■ The task:
Would you return the entries below word for word?

-.-.-

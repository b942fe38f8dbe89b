//! sim_activator_core — SIM activation domain.
//!
//! Pure domain types, the two port traits (`ActuatorClient`, `ActivationStore`),
//! the activation workflow and the query service. Adapters live in sibling
//! crates: `sim_activator_actuator` (reqwest) and `sim_activator_postgres` (sqlx).
//!
//! Call chain:
//! ```text
//! POST /activate -> ActivationService -> ActuatorClient -> ActivationStore::create -> ActivationReport
//! GET  /query    -> ActivationQueryService -> ActivationStore::find_by_id -> QueryResponse | NotFound
//! ```

pub mod error;
pub mod memory;
pub mod ports;
pub mod query;
pub mod types;
pub mod workflow;

pub use error::{ActuatorError, SimActivatorError};
pub use memory::InMemoryActivationStore;
pub use ports::{ActivationStore, ActuatorClient, ActuatorResult, Result};
pub use query::ActivationQueryService;
pub use types::{
    ActivationAttempt, ActivationRequest, ActuatorRequest, ActuatorResponse, AttemptId,
    NewActivationAttempt, QueryResponse,
};
pub use workflow::{ActivationOutcome, ActivationReport, ActivationService};
//! Router construction.

use axum::{
    routing::{get, post},
    Router,
};
use tower_http::trace::TraceLayer;

use crate::handlers;
use crate::state::AppState;

pub fn build_router(state: AppState) -> Router {
    Router::new()
        .route("/activate", post(handlers::activation::activate))
        .route("/query", get(handlers::query::query))
        .route("/health", get(handlers::health::health))
        .layer(TraceLayer::new_for_http())
        .with_state(state)
}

-.-.-

■ Reply to the task:
repository b942fe38f8dbe89b
//! sim_activator_core — SIM activation domain.
//!
//! Pure domain types, the two port traits (`ActuatorClient`, `ActivationStore`),
//! the activation workflow and the query service. Adapters live in sibling
//! crates: `sim_activator_actuator` (reqwest) and `sim_activator_postgres` (sqlx).
//!
//! Call chain:
//! ```text
//! POST /activate -> ActivationService -> ActuatorClient -> ActivationStore::create -> ActivationReport
//! GET  /query    -> ActivationQueryService -> ActivationStore::find_by_id -> QueryResponse | NotFound
//! ```

pub mod error;
pub mod memory;
pub mod ports;
pub mod query;
pub mod types;
pub mod workflow;

pub use error::{ActuatorError, SimActivatorError};
pub use memory::InMemoryActivationStore;
pub use ports::{ActivationStore, ActuatorClient, ActuatorResult, Result};
pub use query::ActivationQueryService;
pub use types::{
    ActivationAttempt, ActivationRequest, ActuatorRequest, ActuatorResponse, AttemptId,
    NewActivationAttempt, QueryResponse,
};
pub use workflow::{ActivationOutcome, ActivationReport, ActivationService};
//! Router construction.

use axum::{
    routing::{get, post},
    Router,
};
use tower_http::trace::TraceLayer;

use crate::handlers;
use crate::state::AppState;

pub fn build_router(state: AppState) -> Router {
    Router::new()
        .route("/activate", post(handlers::activation::activate))
        .route("/query", get(handlers::query::query))
        .route("/health", get(handlers::health::health))
        .layer(TraceLayer::new_for_http())
        .with_state(state)
}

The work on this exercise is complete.